The IMDb, The AMG, etc.


Hola Lazyweb. Since adding a web browser to my Sony PSP, I’ve become obsessed with the idea of instant handheld access to reference sources. Google works reasonably well in the PSP browser by default, and the Wikipedia’s simple layout works ok on short entries, though longer ones tend to cause out-of-memory errors in the browser. Bloglines Mobile works more or less perfectly.

I could kind-of use the Internet Movie Database, though once again I had problems with really slow rendering speed and out of memory errors. I’m happy to say I found a solution, though. There’s an open source Python library that interfaces with the IMDB called, logically enough, IMDbPY. There’s a simple CGI frontend that can talk to this library. After building the library (I did it via DarwinPorts) I installed the gateway on one of my local boxes, and now I can search by tile or performer and get lightweight results pages that perform fine in the PSP browser. It’s perfect for sitting on the couch and watching TV, being able to look up J. Random Actor and see what other things they’ve performed in.

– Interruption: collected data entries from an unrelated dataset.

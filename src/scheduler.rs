//! Background timers driving the sync orchestrators.
//!
//! - catalog: once at start if nothing is cached, then hourly
//! - reference data: once at start (only syncs when stale), then daily
//! - inventory: the current working set every minute, and immediately
//!   whenever the working set changes
//!
//! Stopping a scheduler prevents future firings only; a sync that is already
//! running finishes before its task exits.

use std::time::Duration;

use tokio::sync::watch;
use tokio::task::JoinHandle;
use tokio::time::{interval, interval_at, Instant, MissedTickBehavior};

use crate::config;
use crate::sync::{CatalogSync, InventorySync, InventorySyncResult, ReferenceSync, SyncResult};

#[derive(Debug, Clone, Copy)]
pub struct SchedulerIntervals {
    pub catalog: Duration,
    pub reference: Duration,
    pub inventory: Duration,
}

impl Default for SchedulerIntervals {
    fn default() -> Self {
        Self {
            catalog: config::CATALOG_SYNC_INTERVAL,
            reference: config::REFERENCE_SYNC_INTERVAL,
            inventory: config::INVENTORY_SYNC_INTERVAL,
        }
    }
}

pub struct SyncScheduler {
    catalog: CatalogSync,
    inventory: InventorySync,
    reference: ReferenceSync,
    intervals: SchedulerIntervals,
}

impl SyncScheduler {
    pub fn new(catalog: CatalogSync, inventory: InventorySync, reference: ReferenceSync) -> Self {
        Self {
            catalog,
            inventory,
            reference,
            intervals: SchedulerIntervals::default(),
        }
    }

    pub fn with_intervals(mut self, intervals: SchedulerIntervals) -> Self {
        self.intervals = intervals;
        self
    }

    /// Spawn the three timer tasks on the current tokio runtime.
    ///
    /// Must be called from within a runtime. Dropping the returned handle
    /// stops the timers the same way [`SchedulerHandle::stop`] does.
    pub fn start(self, working_set: Vec<u64>) -> SchedulerHandle {
        let (shutdown_tx, shutdown_rx) = watch::channel(false);
        let (working_set_tx, working_set_rx) = watch::channel(working_set);

        let tasks = vec![
            tokio::spawn(run_catalog(
                self.catalog,
                self.intervals.catalog,
                shutdown_rx.clone(),
            )),
            tokio::spawn(run_reference(
                self.reference,
                self.intervals.reference,
                shutdown_rx.clone(),
            )),
            tokio::spawn(run_inventory(
                self.inventory,
                self.intervals.inventory,
                working_set_rx,
                shutdown_rx,
            )),
        ];

        tracing::info!(
            catalog = ?self.intervals.catalog,
            reference = ?self.intervals.reference,
            inventory = ?self.intervals.inventory,
            "auto-sync started"
        );

        SchedulerHandle {
            shutdown: shutdown_tx,
            working_set: working_set_tx,
            tasks,
        }
    }
}

/// Controls a running [`SyncScheduler`].
pub struct SchedulerHandle {
    shutdown: watch::Sender<bool>,
    working_set: watch::Sender<Vec<u64>>,
    tasks: Vec<JoinHandle<()>>,
}

impl SchedulerHandle {
    /// Replace the inventory working set. A changed set is synced right away.
    pub fn set_working_set(&self, product_ids: Vec<u64>) {
        self.working_set.send_if_modified(|current| {
            if *current == product_ids {
                false
            } else {
                *current = product_ids;
                true
            }
        });
    }

    pub fn working_set(&self) -> Vec<u64> {
        self.working_set.borrow().clone()
    }

    /// Prevent any further firings.
    pub fn stop(&self) {
        let _ = self.shutdown.send(true);
    }

    pub fn is_stopped(&self) -> bool {
        *self.shutdown.borrow()
    }

    /// Stop and wait for every task to exit, including any sync in flight.
    pub async fn shutdown(self) {
        self.stop();
        for task in self.tasks {
            if let Err(e) = task.await {
                tracing::warn!(error = %e, "sync task ended abnormally");
            }
        }
        tracing::info!("auto-sync stopped");
    }
}

async fn run_catalog(catalog: CatalogSync, period: Duration, mut shutdown: watch::Receiver<bool>) {
    let has_products = catalog
        .stored_products()
        .map(|products| !products.is_empty())
        .unwrap_or(false);
    if !has_products && !*shutdown.borrow() {
        tracing::info!("no cached products - running initial sync");
        log_catalog(&catalog.sync_products().await);
    }

    let mut ticker = interval_at(Instant::now() + period, period);
    ticker.set_missed_tick_behavior(MissedTickBehavior::Delay);
    loop {
        tokio::select! {
            biased;
            _ = shutdown.changed() => break,
            _ = ticker.tick() => log_catalog(&catalog.sync_products().await),
        }
    }
}

async fn run_reference(
    reference: ReferenceSync,
    period: Duration,
    mut shutdown: watch::Receiver<bool>,
) {
    if !*shutdown.borrow() {
        if let Err(e) = reference.get().await {
            tracing::warn!(error = %e, "initial static data sync failed");
        }
    }

    let mut ticker = interval_at(Instant::now() + period, period);
    ticker.set_missed_tick_behavior(MissedTickBehavior::Delay);
    loop {
        tokio::select! {
            biased;
            _ = shutdown.changed() => break,
            _ = ticker.tick() => {
                if let Err(e) = reference.sync_all().await {
                    tracing::warn!(error = %e, "scheduled static data sync failed");
                }
            }
        }
    }
}

async fn run_inventory(
    inventory: InventorySync,
    period: Duration,
    mut working_set: watch::Receiver<Vec<u64>>,
    mut shutdown: watch::Receiver<bool>,
) {
    // First tick completes immediately.
    let mut ticker = interval(period);
    ticker.set_missed_tick_behavior(MissedTickBehavior::Delay);
    loop {
        tokio::select! {
            biased;
            _ = shutdown.changed() => break,
            changed = working_set.changed() => {
                if changed.is_err() {
                    break;
                }
                tracing::debug!("working set changed - syncing inventory now");
                ticker.reset();
            }
            _ = ticker.tick() => {}
        }
        if *shutdown.borrow() {
            break;
        }

        let ids = working_set.borrow_and_update().clone();
        if ids.is_empty() {
            continue;
        }
        log_inventory(&inventory.sync_inventory(&ids).await);
    }
}

fn log_catalog(result: &SyncResult) {
    match &result.error {
        None => tracing::info!(total = result.products.len(), "product sync: {}", result.message),
        Some(failure) => tracing::warn!(kind = ?failure.kind, "product sync failed: {}", failure.message),
    }
}

fn log_inventory(result: &InventorySyncResult) {
    match &result.error {
        None => tracing::debug!(updated = result.products_updated, "inventory sync: {}", result.message),
        Some(failure) => tracing::warn!(kind = ?failure.kind, "inventory sync failed: {}", failure.message),
    }
}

I’d love to find a similar hookup for doing searches in the All-Music Guide. I’ve been a great fan of the AMGs content for as long as I’ve been using the web, but their web presentation has always been painful (even moreso since last year’s “redesign”). Trying to work with it with the PSP’s limited browser is beyond hopeless. A quick scan through the search engines hasn’t turned up a mobile-friendly way to access the AMG. Has anyone given this a try? I imagine their Terms of use wouldn’t make it easy, but it’s worth a look.

I know the business models of a lot of reference sites make doing this sort of thing a challenge for them, but there are so many of these sorts of reference sites that potentially become even more valuable when you’re out in “the real world” rather than sitting in front of a computer. I know that in the “perfect future” when every site has a well specified API and uses smart stylesheets that gracefully degrade, we won’t have to worry so much about these things, but in 2005 it’s still a challenge.


:: Dave Walker 10:15 (EST/EDT) [+]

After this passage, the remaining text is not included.